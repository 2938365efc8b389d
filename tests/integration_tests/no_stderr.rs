// This Source Code Form is subject to the terms of the Mozilla Public
// License, v. 2.0. If a copy of the MPL was not distributed with this
// file, You can obtain one at http://mozilla.org/MPL/2.0/.

//! Tests to ensure there is no stderr output for successful commands.

use tempfile::TempDir;

use crate::{calpipe, get_calapps, get_cmd_output, get_views};

#[test]
fn test_resolve_cal_no_stderr() {
    let tmp_dir = TempDir::new().expect("couldn't make tmp dir");
    let calapps = get_calapps(tmp_dir.path(), true);

    #[rustfmt::skip]
    let cmd = calpipe()
        .args([
            "resolve-cal",
            "--calapps", &format!("{}", calapps.display()),
            "--vis", "a.ms",
            "--spw", "17",
            "--field", "0",
            "--antenna", "3",
            "--intent", "TARGET",
        ])
        .ok();
    assert!(
        cmd.is_ok(),
        "resolve-cal failed on simple test data: {}",
        cmd.err().unwrap()
    );
    let (_, stderr) = get_cmd_output(cmd);
    assert!(stderr.is_empty(), "stderr wasn't empty: {stderr}");
}

#[test]
fn test_flag_view_no_stderr() {
    let tmp_dir = TempDir::new().expect("couldn't make tmp dir");
    let views = get_views(tmp_dir.path());

    #[rustfmt::skip]
    let cmd = calpipe()
        .args([
            "flag-view",
            "--views", &format!("{}", views.display()),
            "--niter", "2",
        ])
        .ok();
    assert!(
        cmd.is_ok(),
        "flag-view failed on simple test data: {}",
        cmd.err().unwrap()
    );
    let (_, stderr) = get_cmd_output(cmd);
    assert!(stderr.is_empty(), "stderr wasn't empty: {stderr}");
}
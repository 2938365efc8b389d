// This Source Code Form is subject to the terms of the Mozilla Public
// License, v. 2.0. If a copy of the MPL was not distributed with this
// file, You can obtain one at http://mozilla.org/MPL/2.0/.

use std::{
    env,
    path::{Path, PathBuf},
};

// Record the git hash, compiler version and build time so that `calpipe` can
// report exactly what it was built from.
fn write_built(out_dir: &Path) {
    let manifest_dir =
        env::var("CARGO_MANIFEST_DIR").expect("CARGO_MANIFEST_DIR env. variable not defined!");
    // built ~0.7 selects the git/time sections via its cargo features.
    built::write_built_file_with_opts(Some(Path::new(&manifest_dir)), &out_dir.join("built.rs"))
    .expect("Failed to acquire build-time information");
}

fn main() {
    let out_dir = PathBuf::from(env::var("OUT_DIR").expect("OUT_DIR env. variable not defined!"));
    write_built(&out_dir);
}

Exercise aim: The full listing above is to be given again exactly.

Exercise solution:
repository 2938365efc8b389d
filename tests/integration_tests/no_stderr.rs
// This Source Code Form is subject to the terms of the Mozilla Public
// License, v. 2.0. If a copy of the MPL was not distributed with this
// file, You can obtain one at http://mozilla.org/MPL/2.0/.

//! Tests to ensure there is no stderr output for successful commands.

use tempfile::TempDir;

use crate::{calpipe, get_calapps, get_cmd_output, get_views};

#[test]
fn test_resolve_cal_no_stderr() {
    let tmp_dir = TempDir::new().expect("couldn't make tmp dir");
    let calapps = get_calapps(tmp_dir.path(), true);

    #[rustfmt::skip]
    let cmd = calpipe()
        .args([
            "resolve-cal",
            "--calapps", &format!("{}", calapps.display()),
            "--vis", "a.ms",
            "--spw", "17",
            "--field", "0",
            "--antenna", "3",
            "--intent", "TARGET",
        ])
        .ok();
    assert!(
        cmd.is_ok(),
        "resolve-cal failed on simple test data: {}",
        cmd.err().unwrap()
    );
    let (_, stderr) = get_cmd_output(cmd);
    assert!(stderr.is_empty(), "stderr wasn't empty: {stderr}");
}

#[test]
fn test_flag_view_no_stderr() {
    let tmp_dir = TempDir::new().expect("couldn't make tmp dir");
    let views = get_views(tmp_dir.path());

    #[rustfmt::skip]
    let cmd = calpipe()
        .args([
            "flag-view",
            "--views", &format!("{}", views.display()),
            "--niter", "2",
        ])
        .ok();
    assert!(
        cmd.is_ok(),
        "flag-view failed on simple test data: {}",
        cmd.err().unwrap()
    );
    let (_, stderr) = get_cmd_output(cmd);
    assert!(stderr.is_empty(), "stderr wasn't empty: {stderr}");
}
repository 2938365efc8b389d
// This Source Code Form is subject to the terms of the Mozilla Public
// License, v. 2.0. If a copy of the MPL was not distributed with this
// file, You can obtain one at http://mozilla.org/MPL/2.0/.

use std::{
    env,
    path::{Path, PathBuf},
};

// Record the git hash, compiler version and build time so that `calpipe` can
// report exactly what it was built from.
fn write_built(out_dir: &Path) {
    let manifest_dir =
        env::var("CARGO_MANIFEST_DIR").expect("CARGO_MANIFEST_DIR env. variable not defined!");
    // built ~0.7 selects the git/time sections via its cargo features.
    built::write_built_file_with_opts(Some(Path::new(&manifest_dir)), &out_dir.join("built.rs"))
    .expect("Failed to acquire build-time information");
}

fn main() {
    let out_dir = PathBuf::from(env::var("OUT_DIR").expect("OUT_DIR env. variable not defined!"));
    write_built(&out_dir);
}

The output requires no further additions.